A directora geral da Maternidade Municipal do Uíge, Fernanda Elsa Alberto Ngunza, revelou ontem, quinta-feira, que mais de 200 cirurgias de mioma uterino (tumores uterinos benignos formados por tecido muscular) foram efectuadas, desde Novembro de 2023, num total de 300 casos da doença diagnosticados naquela instituição sanitária.
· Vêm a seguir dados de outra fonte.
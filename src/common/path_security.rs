//! Path Security Utilities
//!
//! Entry names come out of a decrypted header, so they are untrusted input.
//! These helpers decide which components of such a name may be used on the
//! host file system.

use std::path::{Component, Path};

/// Check if a foreign (backslash or slash separated) name contains path
/// traversal patterns.
///
/// Detects:
/// - `..` components
/// - Absolute path indicators
/// - Windows drive letters
/// - Null bytes
pub fn contains_traversal_pattern(name: &str) -> bool {
    if name.contains('\0') {
        return true;
    }

    if name.starts_with('/') || name.starts_with('\\') {
        return true;
    }

    let bytes = name.as_bytes();
    if bytes.len() >= 2 && bytes[0].is_ascii_alphabetic() && bytes[1] == b':' {
        return true;
    }

    name.split(['/', '\\']).any(|component| component == "..")
}

/// Whether a single path component may be joined under an output root.
///
/// Rejects empty, `.` and `..` components, drive designators such as `C:`
/// and anything containing a null byte.
pub fn is_safe_component(component: &str) -> bool {
    if component.is_empty() || component == "." || component == ".." {
        return false;
    }
    if component.contains('\0') {
        return false;
    }
    let bytes = component.as_bytes();
    !(bytes.len() == 2 && bytes[0].is_ascii_alphabetic() && bytes[1] == b':')
}

/// Validate that a relative host path stays below whatever it is joined to.
pub fn is_safe_path(path: &Path) -> bool {
    path.components().all(|component| matches!(component, Component::Normal(_)))
}

#[cfg(test)]
mod tests {
    use super::*;

    #[test]
    fn test_contains_traversal_pattern() {
        // Should detect traversal
        assert!(contains_traversal_pattern("..\\secret.txt"));
        assert!(contains_traversal_pattern("foo\\..\\bar"));
        assert!(contains_traversal_pattern("../secret.txt"));
        assert!(contains_traversal_pattern("\\Windows\\System32"));
        assert!(contains_traversal_pattern("/etc/passwd"));
        assert!(contains_traversal_pattern("C:\\Windows"));
        assert!(contains_traversal_pattern("file\0.txt"));

        // Should be safe
        assert!(!contains_traversal_pattern("file.txt"));
        assert!(!contains_traversal_pattern("SETUP\\file.txt"));
        assert!(!contains_traversal_pattern("file..name.txt"));
    }

    #[test]
    fn test_is_safe_component() {
        assert!(is_safe_component("SETUP"));
        assert!(is_safe_component("file..name.txt"));
        assert!(!is_safe_component(""));
        assert!(!is_safe_component("."));
        assert!(!is_safe_component(".."));
        assert!(!is_safe_component("C:"));
        assert!(!is_safe_component("a\0b"));
    }

    #[test]
    fn test_is_safe_path() {
        assert!(is_safe_path(Path::new("file.txt")));
        assert!(is_safe_path(Path::new("subdir/file.txt")));
        assert!(!is_safe_path(Path::new("../secret.txt")));
        assert!(!is_safe_path(Path::new("/etc/passwd")));
    }
}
A responsável fez esse pronunciamento no final de uma palestra sobre “Rastreio dos tumores benignos femininos e não só“, explicou que nesse período a maternidade registou 300 casos da doença.
Durante a palestra, enquadrada na celebração do 9.º aniversário da maternidade municipal, assinalado na quarta-feira última, Fernanda Ngunza explicou que 64 casos encontram-se na lista de espera.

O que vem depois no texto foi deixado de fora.